Question 1
Betty Booth has established herself as a very effective sales representative for products related to health care services. While she has worked independently for a number of years, she has received two very attractive offers of employment. Both of these offers would require that she begin work on January 2, 2021.
Offer One
This offer would provide her with a fixed salary of $ 225,000 per year with no commissions on her sales. The employer would provide an allowance of $ 30,000 per year to cover hotel, meals, and airline costs. The employer believes that the CRA will consider this allowance to be reasonable in the circumstances. With respect to advertising and promotion expenses, no allowance or reimbursement would be provided.
This employer would provide her with an automobile which would be leased at a cost of
$ 850 per month, including a $ 75 per month payment for insurance. The employer will pay all of the operating costs of the automobile.
This employer would provide her with a $ 200,000 interest free loan in order to facilitate her investment activities. The loan will have to be repaid after five years.
Offer Two
This offer would provide her with a fixed salary of $ 175,000 per year, plus a commission on all of her sales. Ms. Booth estimates that for 2021, these commissions will total
$ 85,000. The employer would reimburse her hotel, meal, and airline costs. With respect to advertising and promotion expenses, no allowance or reimbursement would be provided.
While this employer will not provide her with an automobile, the business will provide her with an allowance for using her own automobile of $ 1,500 per month. Ms. Booth estimates that for 2021 the total costs associated with driving her own vehicle will be as follows:
Operating Costs $ 10,600
Capital Cost Allowance (Tax Depreciation) (100%) 4,500
Financing Costs 1,800
Total $ 16,900
Other Information
The following information is applicable to either of the alternative offers.
1. She estimates that her employment related expenses during 2021 would be as follows:
Travel Costs (Hotel and Airline Costs) $ 18,000
Travel Costs (Meals) 8,500
Advertising and Promotion 23,000
2. Whether it is the employer’s automobile or her own personal vehicle, she would use the car throughout 2021. She expects to drive this vehicle a total of 53,000 kilometers during 2021, with 37,000 of these kilometers required by her employment activities.
3. Both offers include a group disability insurance plan for which the company will pay all of the premiums. The plan provides periodic benefits that compensate for lost employment income. This will cost the employer $ 4,500 per year.
4. Both offers include a $1,000,000 face value life insurance policy. All of the premiums, which will total $ 3,800 per year, will be paid by the employer.
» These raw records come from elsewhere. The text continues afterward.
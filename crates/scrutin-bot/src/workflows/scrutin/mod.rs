pub mod charts;
mod domain;
mod parser;
mod summary;

pub use charts::{
    ChartError, ChartRenderer, GroupBreakdownChart, ProportionChart, RenderedCharts, Rgb,
    Segment, Slice, StackedRow,
};
pub use domain::{GroupTally, Tally, VoteChoice, VoteRecord};
pub use summary::{VoteSummary, ASSEMBLY_HANDLE, CAMPAIGN_HASHTAG};

#[derive(Debug, thiserror::Error)]
pub enum ScrutinError {
    #[error("failed to read vote record: {0}")]
    Io(#[from] std::io::Error),
    #[error("invalid vote record: {0}")]
    Parse(#[from] serde_json::Error),
    #[error("vote record is missing required field `{field}`")]
    MissingField { field: String },
}
//! OAuth 1.0a HMAC-SHA1 request signing (RFC 5849).

use super::gateway::GatewayError;
use crate::config::TwitterCredentials;
use base64::engine::general_purpose::STANDARD;
use base64::Engine as _;
use hmac::{Hmac, Mac};
use percent_encoding::{utf8_percent_encode, AsciiSet, NON_ALPHANUMERIC};
use rand::distributions::Alphanumeric;
use rand::Rng;
use sha1::Sha1;

/// Everything but the RFC 3986 unreserved characters gets encoded.
const OAUTH_ENCODE_SET: &AsciiSet = &NON_ALPHANUMERIC
    .remove(b'-')
    .remove(b'.')
    .remove(b'_')
    .remove(b'~');

type HmacSha1 = Hmac<Sha1>;

#[derive(Debug, Clone)]
pub(crate) struct OAuthSigner {
    credentials: TwitterCredentials,
}

impl OAuthSigner {
    pub(crate) fn new(credentials: TwitterCredentials) -> Self {
        Self { credentials }
    }

    /// `Authorization` header for a request whose body parameters are not
    /// form-encoded (JSON and multipart bodies are never signed).
    pub(crate) fn authorization(&self, method: &str, url: &str) -> Result<String, GatewayError> {
        let nonce: String = rand::thread_rng()
            .sample_iter(&Alphanumeric)
            .take(32)
            .map(char::from)
            .collect();
        let timestamp = chrono::Utc::now().timestamp().to_string();
        self.authorization_with(method, url, &[], &nonce, &timestamp)
    }

    pub(crate) fn authorization_with(
        &self,
        method: &str,
        url: &str,
        request_params: &[(&str, &str)],
        nonce: &str,
        timestamp: &str,
    ) -> Result<String, GatewayError> {
        let oauth_params = vec![
            ("oauth_consumer_key", self.credentials.consumer_key.as_str()),
            ("oauth_nonce", nonce),
            ("oauth_signature_method", "HMAC-SHA1"),
            ("oauth_timestamp", timestamp),
            ("oauth_token", self.credentials.access_token.as_str()),
            ("oauth_version", "1.0"),
        ];

        let mut signed_params = oauth_params.clone();
        signed_params.extend_from_slice(request_params);
        let base = signature_base(method, url, &signed_params);
        let signature = self.sign(&base)?;

        let mut fields: Vec<String> = oauth_params
            .iter()
            .map(|(key, value)| format!("{}=\"{}\"", encode(key), encode(value)))
            .collect();
        fields.push(format!("oauth_signature=\"{}\"", encode(&signature)));
        Ok(format!("OAuth {}", fields.join(", ")))
    }

    fn sign(&self, base: &str) -> Result<String, GatewayError> {
        let key = format!(
            "{}&{}",
            encode(self.credentials.consumer_secret.expose()),
            encode(self.credentials.access_token_secret.expose())
        );
        let mut mac = HmacSha1::new_from_slice(key.as_bytes())
            .map_err(|err| GatewayError::Signing(err.to_string()))?;
        mac.update(base.as_bytes());
        Ok(STANDARD.encode(mac.finalize().into_bytes()))
    }
}

pub(crate) fn encode(raw: &str) -> String {
    utf8_percent_encode(raw, OAUTH_ENCODE_SET).to_string()
}

fn signature_base(method: &str, url: &str, params: &[(&str, &str)]) -> String {
    let mut encoded: Vec<(String, String)> = params
        .iter()
        .map(|(key, value)| (encode(key), encode(value)))
        .collect();
    encoded.sort();

    let parameter_string = encoded
        .iter()
        .map(|(key, value)| format!("{key}={value}"))
        .collect::<Vec<_>>()
        .join("&");

    format!(
        "{}&{}&{}",
        method.to_ascii_uppercase(),
        encode(url),
        encode(&parameter_string)
    )
}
5. Assume that the prescribed rate is 2 percent throughout 2021.
Required:
Based on the estimates made by Ms. Booth, calculate Ms. Booth’s minimum 2021 net employment income for each of the two offers. Ignore PST and GST considerations.
Question 2
Computer Wizards Ltd. has determined that its Net Income for Tax Purposes, before any CCA deductions, was $ 80,000, for the taxation year ending December 31, 2020. As Computer Wizards Ltd. does not have any Division C deductions, Taxable Income before any deductions for CCA would also amount to $ 80,000.
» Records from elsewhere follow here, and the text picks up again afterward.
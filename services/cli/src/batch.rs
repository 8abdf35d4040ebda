use clap::Args;
use scrutin_bot::config::AppConfig;
use scrutin_bot::error::AppError;
use scrutin_bot::workflows::publishing::{PollOutcome, PublishRequest, StatusPublisher};
use scrutin_bot::workflows::scrutin::{ChartRenderer, RenderedCharts, VoteSummary};
use std::path::{Path, PathBuf};
use tracing::{error, info};

#[derive(Args, Debug)]
pub(crate) struct BatchArgs {
    /// Vote record JSON files, processed in order
    #[arg(required = true, num_args = 1..)]
    pub(crate) files: Vec<PathBuf>,
    /// Stop at the first record that fails instead of moving on
    #[arg(long)]
    pub(crate) fail_fast: bool,
}

pub(crate) fn run_render(config: &AppConfig, args: BatchArgs) -> Result<(), AppError> {
    let renderer = ChartRenderer::new(&config.media.root)?;

    for_each_record(args, |path| {
        let (summary, charts) = render_record(&renderer, path)?;
        print_summary(&summary, &charts);
        Ok(())
    })
}

pub(crate) fn run_publish(config: &AppConfig, args: BatchArgs) -> Result<(), AppError> {
    let renderer = ChartRenderer::new(&config.media.root)?;
    let publisher = StatusPublisher::from_config(&config.publishing)?;

    for_each_record(args, |path| {
        let (summary, charts) = render_record(&renderer, path)?;
        let receipt = publisher.publish(PublishRequest::for_vote(&summary, &charts))?;

        println!("Vote {} published as post {}", summary.id(), receipt.post_id);
        match &receipt.poll {
            PollOutcome::Replied(reply_id) => println!("  Poll reply: {reply_id}"),
            PollOutcome::Failed(err) => println!("  Poll reply failed: {err}"),
        }
        Ok(())
    })
}

fn render_record(
    renderer: &ChartRenderer,
    path: &Path,
) -> Result<(VoteSummary, RenderedCharts), AppError> {
    let summary = VoteSummary::from_path(path)?;
    let charts = renderer.render(&summary)?;
    info!(
        vote = summary.id(),
        source = %path.display(),
        "charts rendered"
    );
    Ok((summary, charts))
}

fn print_summary(summary: &VoteSummary, charts: &RenderedCharts) {
    println!("Vote {}", summary.id());
    for line in summary.status_text().lines() {
        println!("  {line}");
    }
    if let Some(requester) = summary.requester_line() {
        println!("  {requester}");
    }
    for chart in charts.paths() {
        println!("  Chart: {}", chart.display());
    }
}

/// Runs `step` on every file. Failures are logged and counted so one bad
/// record does not hide the others, unless `fail_fast` is set.
fn for_each_record<F>(args: BatchArgs, mut step: F) -> Result<(), AppError>
where
    F: FnMut(&Path) -> Result<(), AppError>,
{
    let BatchArgs { files, fail_fast } = args;
    let total = files.len();
    let mut failed = 0;

    for path in &files {
        if let Err(err) = step(path) {
            error!(source = %path.display(), error = %err, "vote record failed");
            if fail_fast {
                return Err(err);
            }
            failed += 1;
        }
    }

    if failed > 0 {
        return Err(AppError::Batch { failed, total });
    }
    Ok(())
}
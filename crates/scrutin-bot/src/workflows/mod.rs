pub mod publishing;
pub mod scrutin;
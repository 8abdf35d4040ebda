use super::gateway::{GatewayError, MediaHandle, PollReply, PostGateway, PostId};
use std::path::{Path, PathBuf};
use std::sync::Mutex;
use tracing::info;

/// Debug sink: logs what would have been published and hands back synthetic ids.
///
/// Only the uploads not yet attached to a post are remembered, so a long
/// batch does not accumulate paths.
#[derive(Debug, Default)]
pub struct ConsoleGateway {
    pending: Mutex<Vec<(MediaHandle, PathBuf)>>,
    uploads: Mutex<usize>,
    posts: Mutex<usize>,
}

impl ConsoleGateway {
    pub fn new() -> Self {
        Self::default()
    }

    fn next_post_id(&self) -> PostId {
        let mut posts = self.posts.lock().expect("console post counter poisoned");
        *posts += 1;
        PostId(format!("debug-post-{}", *posts))
    }

    #[cfg(test)]
    fn pending_count(&self) -> usize {
        self.pending.lock().expect("console media list poisoned").len()
    }
}

impl PostGateway for ConsoleGateway {
    fn upload_media(&self, path: &Path) -> Result<MediaHandle, GatewayError> {
        let mut uploads = self.uploads.lock().expect("console upload counter poisoned");
        *uploads += 1;
        let handle = MediaHandle(format!("debug-media-{}", *uploads));

        let mut pending = self.pending.lock().expect("console media list poisoned");
        pending.push((handle.clone(), path.to_path_buf()));
        Ok(handle)
    }

    fn create_post(&self, text: &str, media: &[MediaHandle]) -> Result<PostId, GatewayError> {
        let staged = {
            let mut pending = self.pending.lock().expect("console media list poisoned");
            std::mem::take(&mut *pending)
        };
        let paths: Vec<String> = media
            .iter()
            .map(|handle| {
                staged
                    .iter()
                    .find(|(staged_handle, _)| staged_handle == handle)
                    .map(|(_, path)| path.display().to_string())
                    .unwrap_or_else(|| handle.to_string())
            })
            .collect();
        let post_id = self.next_post_id();

        info!(
            post = %post_id,
            length = text.chars().count(),
            media = ?paths,
            "debug post\n{text}"
        );
        Ok(post_id)
    }

    fn create_poll_reply(
        &self,
        in_reply_to: &PostId,
        poll: &PollReply,
    ) -> Result<PostId, GatewayError> {
        let post_id = self.next_post_id();
        info!(
            post = %post_id,
            reply_to = %in_reply_to,
            options = ?poll.options,
            duration_minutes = poll.duration_minutes,
            "debug poll reply\n{}",
            poll.text
        );
        Ok(post_id)
    }
}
On January 1, 2020, Computer Wizards Ltd. had the following UCC balances:
Class 1 (Two Buildings) $ 700,000
Class 8 210,000
Class 10 140,000
Class 10.1 (BMW - Cost $ 195,000) 20,000
Class 10.1 (Mercedes - Cost $ 240,000) 40,000
Class 12 50,000
Class 13* 94,500
Class14.1 (Pre January 01, 2017 Acquisition) 195,300
* This balance reflects leasehold improvements made on January 1, 2018 at a total cost of $ 126,000. The original term of the lease was 4 years. However, there are two available renewal options, each allowing Computer Wizards Ltd. to renew for a period of two years.
During 2020, the cost of additions to Class 8 amount to $ 90,000, while the proceeds from dispositions in this class totaled $ 40,000. In no case did the proceeds of disposition exceed the capital cost of the assets retired, and there were still assets in the class as of December 31, 2020.